Trump wasn’t, of course, the first President to dispute the results of an election. This happened as far back as 1867 but the really interesting thing about back then was that the Democratic Party represented the Southern (ex)slaveowners, while the Republicans represented the Northern Yankees. Both parties, though, promoted segregation, supported by a Supreme Court ruling that the Constitution endorsed it. Given that this (legal) segregation lasted another hundred years, is it any wonder that the USA has its current tensions? Or that María despairs of the country of her birth.
‘To hone in on’ is widely regarded as a mistake for ‘to home in on’. But mistakes over time cease to be mistakes in English. Witness the now virtually universal ‘amount of’ instead of ‘number of‘.
With his comment yesterday’s post, reader Perry has taken us further down the rabbit-hole of English dialects.
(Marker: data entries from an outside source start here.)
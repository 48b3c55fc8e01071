//! Parallel metadata aggregation across the configured providers.
//!
//! One task per provider; results are joined and flattened in the
//! configured provider order regardless of completion order. When
//! MusicBrainz comes back empty but another provider found something,
//! a fuzzy by-title MusicBrainz search fills the MusicBrainz slot.

use crate::album_extractor::extract_album_title_candidates;
use crate::cddb::{self, CddbServer};
use crate::musicbrainz::{self, MUSICBRAINZ_LABEL};
use crate::tags::CddbEntry;
use crate::toc::DiscToc;
use std::collections::HashSet;
use thiserror::Error;
use tracing::{debug, info, warn};

#[derive(Debug, Error)]
pub enum AggregateError {
    #[error("Invalid TOC provided")]
    InvalidToc,
    #[error("No CDDB servers specified")]
    NoServers,
}

/// What a single provider produced
#[derive(Debug, Default)]
struct ProviderResult {
    entries: Vec<CddbEntry>,
    error: Option<String>,
}

/// Merged result of one aggregation run. `notice` carries the first
/// provider error (the run itself still succeeds when any provider
/// answered).
#[derive(Debug, Default)]
pub struct FetchOutcome {
    pub entries: Vec<CddbEntry>,
    pub notice: Option<String>,
}

fn is_musicbrainz(server: &CddbServer) -> bool {
    server.label.to_lowercase() == MUSICBRAINZ_LABEL
}

async fn fetch_one(toc: DiscToc, server: CddbServer) -> ProviderResult {
    if is_musicbrainz(&server) {
        match musicbrainz::fetch_entries(&toc).await {
            Ok(entries) => ProviderResult {
                entries,
                error: None,
            },
            Err(e) => ProviderResult {
                entries: Vec::new(),
                error: Some(e.to_string()),
            },
        }
    } else {
        match cddb::fetch_entries(&toc, &server).await {
            Ok(entries) => ProviderResult {
                entries,
                error: None,
            },
            Err(e) => ProviderResult {
                entries: Vec::new(),
                error: Some(e.to_string()),
            },
        }
    }
}

/// Flatten per-provider results in provider order and pick the first
/// error to report.
fn merge_in_order(per_server: Vec<ProviderResult>, title_err: Option<String>) -> FetchOutcome {
    let mut outcome = FetchOutcome::default();
    for result in per_server {
        if let Some(err) = result.error {
            if outcome.notice.is_none() {
                outcome.notice = Some(err);
            }
        }
        outcome.entries.extend(result.entries);
    }
    if outcome.notice.is_none() {
        if let Some(err) = title_err {
            outcome.notice = Some(format!("MusicBrainz title search failed: {}", err));
        }
    }
    outcome
}

/// Insert by-title MusicBrainz entries into the MusicBrainz provider's
/// slot, skipping releases already present there.
fn insert_mb_entries(target: &mut ProviderResult, new_entries: Vec<CddbEntry>) {
    let mut seen: HashSet<String> = target
        .entries
        .iter()
        .filter_map(musicbrainz::release_key)
        .collect();
    for entry in new_entries {
        if let Some(key) = musicbrainz::release_key(&entry) {
            if !seen.insert(key) {
                continue;
            }
        }
        target.entries.push(entry);
    }
}

/// Query every configured provider concurrently and merge the results.
pub async fn fetch_cddb_entries(
    toc: &DiscToc,
    servers: &[CddbServer],
) -> Result<FetchOutcome, AggregateError> {
    if toc.tracks.is_empty() {
        return Err(AggregateError::InvalidToc);
    }
    if servers.is_empty() {
        return Err(AggregateError::NoServers);
    }

    let mut mb_index: Option<usize> = None;
    let mut handles = Vec::with_capacity(servers.len());
    for (i, server) in servers.iter().enumerate() {
        if is_musicbrainz(server) && mb_index.is_none() {
            mb_index = Some(i);
        }
        handles.push(tokio::spawn(fetch_one(toc.clone(), server.clone())));
    }

    let mut per_server = Vec::with_capacity(handles.len());
    for handle in handles {
        match handle.await {
            Ok(result) => per_server.push(result),
            Err(e) => per_server.push(ProviderResult {
                entries: Vec::new(),
                error: Some(format!("provider fetch failed: {}", e)),
            }),
        }
    }

    // Fuzzy fallback: MusicBrainz configured but empty, others not.
    let mut title_err: Option<String> = None;
    if let Some(mb_index) = mb_index {
        let mb_entries: usize = per_server
            .iter()
            .enumerate()
            .filter(|(i, _)| servers.get(*i).is_some_and(is_musicbrainz))
            .map(|(_, r)| r.entries.len())
            .sum();
        let other_entries: Vec<&CddbEntry> = per_server
            .iter()
            .enumerate()
            .filter(|(i, _)| !servers.get(*i).is_some_and(is_musicbrainz))
            .flat_map(|(_, r)| r.entries.iter())
            .collect();

        if mb_entries == 0 && !other_entries.is_empty() {
            let candidates = extract_album_title_candidates(&other_entries);
            if !candidates.is_empty() {
                info!(
                    "MusicBrainz came back empty; trying {} title candidate(s)",
                    candidates.len()
                );
            }
            let mut fetched: Vec<Vec<CddbEntry>> = Vec::new();
            for candidate in &candidates {
                debug!("by-title lookup: \"{}\"", candidate);
                match musicbrainz::fetch_entries_by_title(toc, candidate).await {
                    Ok(entries) => fetched.push(entries),
                    Err(e) => {
                        warn!("by-title lookup failed for \"{}\": {}", candidate, e);
                        title_err = Some(e.to_string());
                    }
                }
            }
            for entries in fetched {
                insert_mb_entries(&mut per_server[mb_index], entries);
            }
        }
    }

    Ok(merge_in_order(per_server, title_err))
}
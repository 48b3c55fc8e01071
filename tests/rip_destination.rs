//! Destination rendering through the rip engine's public surface:
//! layered tags in, sanitised paths out.

use cdrip::cd::ripper::{build_rip_tags, render_destination};
use cdrip::tags::{fallback_entry, CddbEntry, TagKv, TrackTags};
use cdrip::toc::{DiscToc, TrackInfo};
use std::path::Path;

fn toc() -> DiscToc {
    DiscToc {
        tracks: vec![
            TrackInfo {
                number: 1,
                start: 0,
                end: 13409,
                is_audio: true,
            },
            TrackInfo {
                number: 2,
                start: 13510,
                end: 34567,
                is_audio: true,
            },
        ],
        leadout_sector: 34568,
        length_seconds: 460,
        cddb_discid: Some("901cc02".to_string()),
        ..Default::default()
    }
}

fn entry() -> CddbEntry {
    CddbEntry {
        cddb_discid: "901cc02".to_string(),
        source_label: "musicbrainz".to_string(),
        source_url: "https://musicbrainz.org".to_string(),
        fetched_at: "2024-02-03T04:05:06+00:00".to_string(),
        album_tags: vec![
            TagKv::new("ALBUM", "The Album"),
            TagKv::new("ARTIST", "The Band"),
            TagKv::new("DATE", "1999"),
        ],
        tracks: vec![
            TrackTags {
                tags: vec![TagKv::new("TITLE", "Intro")],
            },
            TrackTags {
                tags: vec![TagKv::new("TITLE", "Out:ro?")],
            },
        ],
        ..Default::default()
    }
}

fn assert_path_invariants(path: &str) {
    assert!(path.ends_with(".flac"), "missing extension: {}", path);
    assert!(!path.contains(|c: char| c.is_control()));
    for c in "\\:?\"<>|*".chars() {
        assert!(!path.contains(c), "reserved {} in {}", c, path);
    }
    let relative = path.strip_prefix('/').unwrap_or(path);
    for component in relative.split('/') {
        assert!(!component.is_empty(), "empty component in {}", path);
    }
}

#[test]
fn default_template_renders_album_directory() {
    let toc = toc();
    let meta = entry();
    let tags = build_rip_tags(&meta, &toc, &toc.tracks[0], 2);
    let destination = render_destination(
        "{album}/{tracknumber:02d}_{safetitle}.flac",
        &tags,
        &meta,
    );
    assert_eq!(destination.path, "The Album/01_Intro.flac");
    assert_path_invariants(&destination.path);
    assert_eq!(
        Path::new(&destination.path).parent().unwrap(),
        Path::new("The Album")
    );
}

#[test]
fn hostile_titles_never_escape_their_directory() {
    let toc = toc();
    let meta = entry();
    let tags = build_rip_tags(&meta, &toc, &toc.tracks[1], 2);
    for template in [
        "{album}/{tracknumber:02d}_{safetitle}.flac",
        "{artist+album/title:n}",
        "{album}/{title}",
    ] {
        let destination = render_destination(template, &tags, &meta);
        assert_path_invariants(&destination.path);
    }
}

#[test]
fn fallback_entry_renders_track_names() {
    let toc = toc();
    let meta = fallback_entry(&toc);
    let tags = build_rip_tags(&meta, &toc, &toc.tracks[1], 2);
    // The / join inside one token skips the empty ALBUM entirely.
    let destination = render_destination("{album/safetitle}", &tags, &meta);
    assert_eq!(destination.path, "Track 2.flac");
    assert_path_invariants(&destination.path);

    // A literal separator survives an empty directory token, like the
    // template wrote it.
    let destination = render_destination(
        "{album}/{tracknumber:02d}_{safetitle}.flac",
        &tags,
        &meta,
    );
    assert_eq!(destination.path, "/02_Track 2.flac");
}

#[test]
fn mixed_join_operators_with_empty_values() {
    let toc = toc();
    let mut meta = entry();
    meta.album_tags.retain(|kv| kv.key != "ARTIST");
    let tags = build_rip_tags(&meta, &toc, &toc.tracks[0], 2);
    let destination = render_destination("{albumartist+album/safetitle}", &tags, &meta);
    // ALBUMARTIST is absent: the + separator vanishes with it.
    assert_eq!(destination.path, "The Album/Intro.flac");
}

#[test]
fn template_without_tokens_is_a_fixed_name() {
    let toc = toc();
    let meta = entry();
    let tags = build_rip_tags(&meta, &toc, &toc.tracks[0], 2);
    let destination = render_destination("rip_output", &tags, &meta);
    assert_eq!(destination.path, "rip_output.flac");
}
A large and complicated field, it seems.
Finally . . .
To amuse: A couple of odd signs:-
For new readers: If you’ve landed here looking for info on Galicia or Pontevedra, try here. If you’re passing through Pontevedra on the Camino, you’ll find a guide to the city there.
Brilliant. You can always tell when Google translator has been employed.
Hone means to sharpen or perfect an edge, so its use does make sense.
A collection or mass, especially of something that cannot be counted:
They didn’t deliver the right amount of sand.
Small amounts of land were used for keeping animals.
He paid regular amounts of money to a charity.
I didn’t expect the bill to come to this amount (= of money).
The new tax caused a huge amount of public anger.
I had a certain amount of (= some) difficulty finding the house.
You wouldn’t believe the amount of trouble (= what a lot of trouble) I’ve had with this car.
Then there is:
Using financial vernacular, banks, etc., sometimes write, “We acknowledge your transfer in the amount of £5000”. Others write: “to the amount of £5000” and some of us lesser mortals sometimes write “for the amount of £5000”.
The first two don’t sound right to me, grammatically, so I’d be interested to hear some justification for these expressions.
I don’t understand why they simply write “We acknowledge your transfer of £5000”. Perhaps it just doesn’t sound fancy enough…
Just repetition of 19th century forms?